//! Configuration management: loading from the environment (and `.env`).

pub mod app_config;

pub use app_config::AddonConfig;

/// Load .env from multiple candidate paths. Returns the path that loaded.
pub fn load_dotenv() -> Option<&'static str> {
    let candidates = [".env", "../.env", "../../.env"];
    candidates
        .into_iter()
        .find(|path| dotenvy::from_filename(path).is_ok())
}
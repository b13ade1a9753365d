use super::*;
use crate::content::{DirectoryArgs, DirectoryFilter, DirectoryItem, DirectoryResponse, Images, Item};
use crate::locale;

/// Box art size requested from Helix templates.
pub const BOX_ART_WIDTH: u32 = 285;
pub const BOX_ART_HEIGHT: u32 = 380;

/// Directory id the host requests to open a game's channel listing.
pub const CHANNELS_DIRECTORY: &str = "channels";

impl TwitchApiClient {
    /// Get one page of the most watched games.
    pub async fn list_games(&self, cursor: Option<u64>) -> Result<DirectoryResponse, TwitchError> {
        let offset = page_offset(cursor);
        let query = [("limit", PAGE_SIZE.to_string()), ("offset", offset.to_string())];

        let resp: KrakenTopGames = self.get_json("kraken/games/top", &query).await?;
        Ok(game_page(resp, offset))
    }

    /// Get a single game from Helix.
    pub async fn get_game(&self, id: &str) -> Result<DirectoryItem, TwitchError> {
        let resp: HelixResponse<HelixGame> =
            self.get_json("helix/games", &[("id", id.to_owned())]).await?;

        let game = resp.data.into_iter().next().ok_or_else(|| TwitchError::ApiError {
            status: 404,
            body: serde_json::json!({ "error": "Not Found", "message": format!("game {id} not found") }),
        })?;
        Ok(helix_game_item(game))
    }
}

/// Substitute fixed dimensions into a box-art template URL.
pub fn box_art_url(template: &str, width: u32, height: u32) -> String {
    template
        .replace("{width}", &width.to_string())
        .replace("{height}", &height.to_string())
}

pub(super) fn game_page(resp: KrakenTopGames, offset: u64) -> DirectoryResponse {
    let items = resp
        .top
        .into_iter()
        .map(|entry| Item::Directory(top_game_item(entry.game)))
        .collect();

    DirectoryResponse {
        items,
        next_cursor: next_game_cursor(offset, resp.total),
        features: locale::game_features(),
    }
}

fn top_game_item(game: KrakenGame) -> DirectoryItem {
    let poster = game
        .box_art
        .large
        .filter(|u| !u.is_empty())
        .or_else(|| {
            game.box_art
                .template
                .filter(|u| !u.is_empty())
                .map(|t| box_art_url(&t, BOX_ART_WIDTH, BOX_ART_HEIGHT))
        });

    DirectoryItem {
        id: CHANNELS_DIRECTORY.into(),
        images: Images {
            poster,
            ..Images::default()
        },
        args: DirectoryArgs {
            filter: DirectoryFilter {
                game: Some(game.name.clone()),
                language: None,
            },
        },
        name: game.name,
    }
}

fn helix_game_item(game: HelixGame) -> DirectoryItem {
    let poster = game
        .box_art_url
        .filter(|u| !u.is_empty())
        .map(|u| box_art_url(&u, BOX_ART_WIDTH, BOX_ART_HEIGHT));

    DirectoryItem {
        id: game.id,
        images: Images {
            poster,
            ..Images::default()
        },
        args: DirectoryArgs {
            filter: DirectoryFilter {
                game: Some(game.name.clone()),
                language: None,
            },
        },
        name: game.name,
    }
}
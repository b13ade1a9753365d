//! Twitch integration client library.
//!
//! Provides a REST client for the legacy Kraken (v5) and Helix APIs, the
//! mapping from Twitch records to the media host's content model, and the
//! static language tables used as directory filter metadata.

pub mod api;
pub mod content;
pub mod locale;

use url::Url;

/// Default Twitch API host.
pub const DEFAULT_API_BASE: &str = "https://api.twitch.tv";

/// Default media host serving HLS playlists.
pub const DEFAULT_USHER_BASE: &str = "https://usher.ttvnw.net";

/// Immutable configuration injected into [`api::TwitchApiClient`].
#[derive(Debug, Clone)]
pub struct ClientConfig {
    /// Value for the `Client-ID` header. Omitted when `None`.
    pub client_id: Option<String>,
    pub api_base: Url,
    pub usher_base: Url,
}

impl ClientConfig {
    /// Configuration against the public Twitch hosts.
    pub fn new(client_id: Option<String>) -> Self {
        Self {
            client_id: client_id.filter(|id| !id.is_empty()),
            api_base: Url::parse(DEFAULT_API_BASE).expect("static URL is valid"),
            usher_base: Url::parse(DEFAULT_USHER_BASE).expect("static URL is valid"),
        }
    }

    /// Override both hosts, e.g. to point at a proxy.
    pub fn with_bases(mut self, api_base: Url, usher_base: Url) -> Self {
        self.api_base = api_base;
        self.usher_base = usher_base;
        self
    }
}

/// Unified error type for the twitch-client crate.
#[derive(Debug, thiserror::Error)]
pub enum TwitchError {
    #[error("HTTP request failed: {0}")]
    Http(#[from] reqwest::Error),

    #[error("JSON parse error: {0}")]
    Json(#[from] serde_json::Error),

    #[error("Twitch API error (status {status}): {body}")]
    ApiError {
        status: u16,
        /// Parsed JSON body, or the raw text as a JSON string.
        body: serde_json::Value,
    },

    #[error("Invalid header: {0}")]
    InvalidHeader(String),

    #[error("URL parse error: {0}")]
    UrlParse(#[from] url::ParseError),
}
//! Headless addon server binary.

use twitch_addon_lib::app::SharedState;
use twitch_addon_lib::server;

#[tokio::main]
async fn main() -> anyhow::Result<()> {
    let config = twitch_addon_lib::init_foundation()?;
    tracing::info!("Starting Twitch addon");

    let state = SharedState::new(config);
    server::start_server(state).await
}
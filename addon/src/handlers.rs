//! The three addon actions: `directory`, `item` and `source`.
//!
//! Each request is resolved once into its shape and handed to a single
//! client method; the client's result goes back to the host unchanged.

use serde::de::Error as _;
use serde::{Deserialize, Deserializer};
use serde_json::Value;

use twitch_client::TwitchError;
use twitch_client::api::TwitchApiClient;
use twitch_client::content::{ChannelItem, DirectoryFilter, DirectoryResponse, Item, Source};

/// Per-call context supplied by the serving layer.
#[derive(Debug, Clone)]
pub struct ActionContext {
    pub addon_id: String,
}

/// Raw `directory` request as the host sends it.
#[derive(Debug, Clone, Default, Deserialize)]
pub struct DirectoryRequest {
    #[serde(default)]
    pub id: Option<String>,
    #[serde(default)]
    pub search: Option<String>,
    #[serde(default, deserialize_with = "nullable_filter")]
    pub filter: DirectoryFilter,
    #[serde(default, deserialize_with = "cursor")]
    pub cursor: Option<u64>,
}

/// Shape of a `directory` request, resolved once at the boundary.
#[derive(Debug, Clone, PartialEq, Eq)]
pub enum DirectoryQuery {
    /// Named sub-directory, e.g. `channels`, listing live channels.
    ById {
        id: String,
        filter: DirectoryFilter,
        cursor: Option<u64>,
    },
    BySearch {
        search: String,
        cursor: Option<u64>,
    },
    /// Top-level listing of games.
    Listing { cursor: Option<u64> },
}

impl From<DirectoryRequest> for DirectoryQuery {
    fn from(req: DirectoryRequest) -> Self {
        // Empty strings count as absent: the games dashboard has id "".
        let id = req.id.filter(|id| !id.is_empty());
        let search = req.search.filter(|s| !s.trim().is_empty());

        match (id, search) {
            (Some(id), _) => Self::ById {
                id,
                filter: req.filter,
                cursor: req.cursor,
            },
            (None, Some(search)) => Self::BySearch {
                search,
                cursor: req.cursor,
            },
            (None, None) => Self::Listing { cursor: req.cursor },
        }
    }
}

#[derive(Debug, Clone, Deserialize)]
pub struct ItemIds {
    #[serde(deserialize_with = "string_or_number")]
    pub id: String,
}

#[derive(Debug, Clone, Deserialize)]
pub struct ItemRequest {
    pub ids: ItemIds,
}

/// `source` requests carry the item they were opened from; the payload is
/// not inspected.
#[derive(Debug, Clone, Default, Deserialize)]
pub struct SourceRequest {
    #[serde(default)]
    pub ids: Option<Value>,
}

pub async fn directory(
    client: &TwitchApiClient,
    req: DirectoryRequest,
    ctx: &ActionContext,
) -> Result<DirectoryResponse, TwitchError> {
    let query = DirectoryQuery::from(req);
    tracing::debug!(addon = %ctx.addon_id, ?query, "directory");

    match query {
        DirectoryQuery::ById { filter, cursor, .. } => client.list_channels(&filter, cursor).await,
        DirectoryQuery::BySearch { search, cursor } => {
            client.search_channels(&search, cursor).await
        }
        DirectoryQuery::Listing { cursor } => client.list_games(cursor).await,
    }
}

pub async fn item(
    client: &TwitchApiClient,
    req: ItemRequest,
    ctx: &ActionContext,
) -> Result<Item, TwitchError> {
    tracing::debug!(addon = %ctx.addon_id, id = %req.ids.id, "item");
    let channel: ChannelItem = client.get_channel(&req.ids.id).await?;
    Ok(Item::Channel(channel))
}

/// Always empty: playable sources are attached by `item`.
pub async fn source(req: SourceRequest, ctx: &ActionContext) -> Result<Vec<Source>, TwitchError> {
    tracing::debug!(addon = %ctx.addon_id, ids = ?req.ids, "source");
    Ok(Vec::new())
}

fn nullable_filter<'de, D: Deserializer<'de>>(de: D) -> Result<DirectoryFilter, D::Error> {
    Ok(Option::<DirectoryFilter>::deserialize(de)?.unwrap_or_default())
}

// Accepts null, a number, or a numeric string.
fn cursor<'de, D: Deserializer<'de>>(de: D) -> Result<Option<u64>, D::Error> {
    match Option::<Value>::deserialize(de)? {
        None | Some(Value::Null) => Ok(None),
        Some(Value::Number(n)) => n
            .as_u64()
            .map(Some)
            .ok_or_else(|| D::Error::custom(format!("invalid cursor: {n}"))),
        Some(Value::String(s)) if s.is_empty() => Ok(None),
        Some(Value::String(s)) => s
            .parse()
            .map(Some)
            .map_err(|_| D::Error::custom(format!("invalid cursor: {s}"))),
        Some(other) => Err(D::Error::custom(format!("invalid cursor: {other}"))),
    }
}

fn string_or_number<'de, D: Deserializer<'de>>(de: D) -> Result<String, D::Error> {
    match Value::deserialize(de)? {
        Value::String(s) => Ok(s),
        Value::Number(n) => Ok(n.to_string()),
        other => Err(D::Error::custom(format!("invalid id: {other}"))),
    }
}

- [INSTRUCTIONS FOR THE TASK] For this exercise, please output exactly the lines above starting at the line with "#[derive(Debug, thiserror::Error)]" and ending at the line with "use serde::de::Error as _;", ends included.

- [SOLUTION FOR THIS EXERCISE]
#[derive(Debug, thiserror::Error)]
pub enum TwitchError {
    #[error("HTTP request failed: {0}")]
    Http(#[from] reqwest::Error),

    #[error("JSON parse error: {0}")]
    Json(#[from] serde_json::Error),

    #[error("Twitch API error (status {status}): {body}")]
    ApiError {
        status: u16,
        /// Parsed JSON body, or the raw text as a JSON string.
        body: serde_json::Value,
    },

    #[error("Invalid header: {0}")]
    InvalidHeader(String),

    #[error("URL parse error: {0}")]
    UrlParse(#[from] url::ParseError),
}
//! Headless addon server binary.

use twitch_addon_lib::app::SharedState;
use twitch_addon_lib::server;

#[tokio::main]
async fn main() -> anyhow::Result<()> {
    let config = twitch_addon_lib::init_foundation()?;
    tracing::info!("Starting Twitch addon");

    let state = SharedState::new(config);
    server::start_server(state).await
}
filename addon/src/handlers.rs
//! The three addon actions: `directory`, `item` and `source`.
//!
//! Each request is resolved once into its shape and handed to a single
//! client method; the client's result goes back to the host unchanged.

use serde::de::Error as _;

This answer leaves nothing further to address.